C’è un ultimo punto, quello più ostico, a cui non possiamo sfuggire. Quando parliamo di democratizzazione, in che misura riusciamo a coinvolgere in questo processo anche la sfera dell’economia e il sistema delle imprese? È solo il territorio il luogo possibile della partecipazione, e l’impresa non può che essere governata da un potere unilaterale, discrezionale, autoritario? La tendenza, come è’ noto, è verso un irrigidimento del sistema di impresa, verso una progressiva riduzione degli spazi di autonomia per i lavoratori, e verso un generale ridimensionamento dei loro diritti.
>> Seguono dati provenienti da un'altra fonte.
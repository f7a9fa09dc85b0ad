pub mod models;
pub mod repository;
pub mod routes;

use std::sync::Arc;

use async_trait::async_trait;
use axum::Router;
use libris_kernel::{InitCtx, Migration, Module};
use serde_json::json;

use repository::GenreRepository;
use routes::GenresState;

/// Genres: a flat list of unique names used as descriptive metadata.
pub struct GenresModule;

impl GenresModule {
    pub const fn new() -> Self {
        Self
    }
}

#[async_trait]
impl Module for GenresModule {
    fn name(&self) -> &'static str {
        "genres"
    }

    async fn init(&self, ctx: &InitCtx<'_>) -> anyhow::Result<()> {
        tracing::info!(
            module = self.name(),
            environment = ?ctx.settings.environment,
            "genres module initialized"
        );
        Ok(())
    }

    fn routes(&self, ctx: &InitCtx<'_>) -> Router {
        routes::router(Arc::new(GenresState {
            repo: GenreRepository::new(ctx.db.clone()),
            pagination: ctx.settings.pagination,
        }))
    }

    fn openapi(&self) -> Option<serde_json::Value> {
        let genre_body = json!({
            "required": true,
            "content": {
                "application/json": { "schema": { "$ref": "#/components/schemas/GenreInput" } }
            }
        });
        let genre_response = json!({
            "description": "Genre",
            "content": {
                "application/json": { "schema": { "$ref": "#/components/schemas/Genre" } }
            }
        });

        Some(json!({
            "paths": {
                "/": {
                    "get": {
                        "summary": "List genres",
                        "tags": ["Genres"],
                        "parameters": [
                            { "$ref": "#/components/parameters/Search" },
                            { "$ref": "#/components/parameters/Page" },
                            { "$ref": "#/components/parameters/PageSize" }
                        ],
                        "responses": {
                            "200": {
                                "description": "Page of genres",
                                "content": {
                                    "application/json": {
                                        "schema": { "$ref": "#/components/schemas/GenrePage" }
                                    }
                                }
                            },
                            "404": { "$ref": "#/components/responses/Error" }
                        }
                    },
                    "post": {
                        "summary": "Create genre",
                        "tags": ["Genres"],
                        "security": [{ "token": [] }],
                        "requestBody": genre_body,
                        "responses": {
                            "201": genre_response,
                            "400": { "$ref": "#/components/responses/Invalid" },
                            "403": { "$ref": "#/components/responses/Error" }
                        }
                    }
                },
                "/{id}/": {
                    "parameters": [
                        { "name": "id", "in": "path", "required": true, "schema": { "type": "integer" } }
                    ],
                    "get": {
                        "summary": "Retrieve genre",
                        "tags": ["Genres"],
                        "responses": {
                            "200": genre_response,
                            "404": { "$ref": "#/components/responses/Error" }
                        }
                    },
                    "put": {
                        "summary": "Rename genre",
                        "tags": ["Genres"],
                        "security": [{ "token": [] }],
                        "requestBody": genre_body,
                        "responses": {
                            "200": genre_response,
                            "400": { "$ref": "#/components/responses/Invalid" },
                            "403": { "$ref": "#/components/responses/Error" },
                            "404": { "$ref": "#/components/responses/Error" }
                        }
                    },
                    "patch": {
                        "summary": "Rename genre",
                        "tags": ["Genres"],
                        "security": [{ "token": [] }],
                        "responses": {
                            "200": genre_response,
                            "400": { "$ref": "#/components/responses/Invalid" },
                            "403": { "$ref": "#/components/responses/Error" },
                            "404": { "$ref": "#/components/responses/Error" }
                        }
                    },
                    "delete": {
                        "summary": "Delete genre",
                        "tags": ["Genres"],
                        "security": [{ "token": [] }],
                        "responses": {
                            "204": { "description": "Deleted" },
                            "403": { "$ref": "#/components/responses/Error" },
                            "404": { "$ref": "#/components/responses/Error" }
                        }
                    }
                }
            },
            "components": {
                "schemas": {
                    "Genre": {
                        "type": "object",
                        "properties": {
                            "id": { "type": "integer" },
                            "name": { "type": "string", "maxLength": 100 }
                        },
                        "required": ["id", "name"]
                    },
                    "GenreInput": {
                        "type": "object",
                        "properties": {
                            "name": { "type": "string", "maxLength": 100 }
                        },
                        "required": ["name"]
                    },
                    "GenrePage": {
                        "type": "object",
                        "properties": {
                            "count": { "type": "integer" },
                            "page": { "type": "integer" },
                            "next": { "type": ["integer", "null"] },
                            "previous": { "type": ["integer", "null"] },
                            "results": {
                                "type": "array",
                                "items": { "$ref": "#/components/schemas/Genre" }
                            }
                        }
                    }
                }
            }
        }))
    }

    fn migrations(&self) -> Vec<Migration> {
        vec![Migration {
            id: "001_init",
            up: r#"
                CREATE TABLE genre (
                    id   INTEGER PRIMARY KEY AUTOINCREMENT,
                    name TEXT NOT NULL CHECK (length(name) BETWEEN 1 AND 100)
                );
                CREATE UNIQUE INDEX genre_name_unique ON genre (name);
                "#,
        }]
    }
}

/// Create a new instance of the genres module
pub fn create_module() -> Arc<dyn Module> {
    Arc::new(GenresModule::new())
}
Ma tutto ciò non è entrato nell’agenda politica. C’è solo il sindacato, e spesso solo la Cgil, a porsi il problema. Ma fin dove regge una democrazia partecipata, se viene escluso il momento del lavoro, che continua ad essere il luogo fondamentale dell’identità delle persone?

Impresa e territorio vanno visti insieme, nella loro relazione. E la battaglia per la democratizzazione non può agire a senso unico, ma deve investire tutta intera l’esperienza e la vita delle persone. Altrimenti, si approfondisce il senso di estraneità e di abbandono che attraversa gran parte del mondo del lavoro, lasciato a se stesso, senza visibilità politica, senza che nessuno si misuri con le nuove condizioni di sfruttamento e di alienazione. La nostra idea è che i diritti civili e i diritti sociali devono essere parte di un unico disegno, e che non c’è nessun avanzamento significativo se non sappiamo unificare questi due piani. Questo è oggi il nostro maggiore punto di fragilità.

Io mi limito, in questa sede, a indicare la necessità di questo lavoro di ricostruzione di una visione democratica unitaria, che lega insieme cittadinanza e lavoro, impresa e territorio, economia e politica. Su questo nodo continueremo a lavorare, mettendo insieme le competenze, le esperienze, in una visione unitaria e confederale dei compiti del sindacato. La ricerca, dunque, è per noi l’inizio di un impegno, e questo convegno, con il contributo autorevole delle persone che prenderanno la parola, ci può dare un’idea più chiara e consapevole del cammino da percorrere, per una democrazia che torni ad avere un significato nella vita concreta delle persone.